Hoje, ao olhar para um par de Havaianas, é incrível pensar que até os anos 1980, mais ou menos, muita gente torcia o nariz para aqueles chinelos “populares”, de borracha, por puro preconceito.
Em 2022, a marca que se transformou em ícone global da indústria da moda completa 60 anos, ostentando números impressionantes: 200 milhões de pares produzidos anualmente, mais de 150 mil pontos de venda no Brasil, exportações para mais de 80 países.
Fernanda Romano, CMO da Alpargatas (dona da Havaianas e também da Osklen), afirma que a sustentabilidade é hoje um dos pilares estratégicos da empresa, que vem apostando no fomento à economia circular.
“Nós já colocamos o suficiente sobre o planeta; se aprendêssemos a reciclar o plástico, o papel, o vidro e a borracha, seria muito bom.
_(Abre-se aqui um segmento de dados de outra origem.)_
//! Shared type definitions.
//!
//! # Modules
//!
//! - [`id`] - Type-safe ID newtypes (`ShopId`, `ProductId`, `OrderId`, `CustomerId`)
//! - [`money`] - `Taka` money newtype over decimal arithmetic
//! - [`status`] - Status enums (`OrderStatus`, `ChatRole`)
//! - [`records`] - Business record structs fetched from the record store

pub mod id;
pub mod money;
pub mod records;
pub mod status;

pub use id::*;
pub use money::*;
pub use records::*;
pub use status::*;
Por isso, estamos procurando uma forma de incorporar o produto pós-uso na fabricação de um produto novo. E não somos só nós. A indústria inteira está buscando fazer isso”
Por produto pós-uso, entenda-se, claro, o seu chinelo usado. Em 2021, a Havaianas deu início ao ReCiclo, um programa de logística reversa desenvolvido em parceria com a startup Trashin, especializada em gestão de resíduos.
O projeto espalha pontos de coleta em lojas da marca. Começou nas cinco unidades próprias, foi expandido para as franquias e já está em Portugal, Espanha, França, Itália e Grécia. Além de reduzir o impacto do descarte de Havaianas, o objetivo é desenvolver toda uma cadeia de produção que se beneficie desse negócio.
A seguir, Fernanda conta um pouco sobre os desafios dessa iniciativa — e sobre outras ações de sustentabilidade implementadas ou apoiadas por Havaianas.
Quando e como surgiu a ideia do ReCiclo? E em que momento este programa está?
A moda é a segunda indústria mais poluente do planeta. Então, como qualquer outra indústria de moda, a gente sentou e botou a bola no chão para ver qual o nosso impacto e como podemos nos responsabilizar pelo fim da cadeia.
O primeiro passo foi conversar com o usuário final para entender qual era a dor. E vimos que a dor era o descarte de Havaianas. Aí, desenhamos essa iniciativa, que é o ReCiclo. Colocamos urnas nas lojas, para onde as pessoas podem levar as Havaianas que não querem mais.
Esse produto recolhido tem dois destinos. Aquele que foi descartado mas ainda pode ser usado é higienizado e chega a pessoas que ainda vão usá-lo. Já o produto sem condição de uso é desmontado, moído e o material vira matéria-prima de produtos como piso de academia e playground
Tudo isso é feito em parceria com a Trashin, porque esse não é o nosso negócio. A gente tem fábrica para fazer produto novo, não temos linha de produto pós-uso. Então, fomos atrás de desenvolver essa cadeia.
Esse material pós-uso é vendido para as cooperativas?
Não. Mas a cadeia vai ficar saudável quando a gente puder vender. Por que somos tão bons, no planeta, em alumínio reciclável? Porque tem uma cadeia em que todo mundo ganha.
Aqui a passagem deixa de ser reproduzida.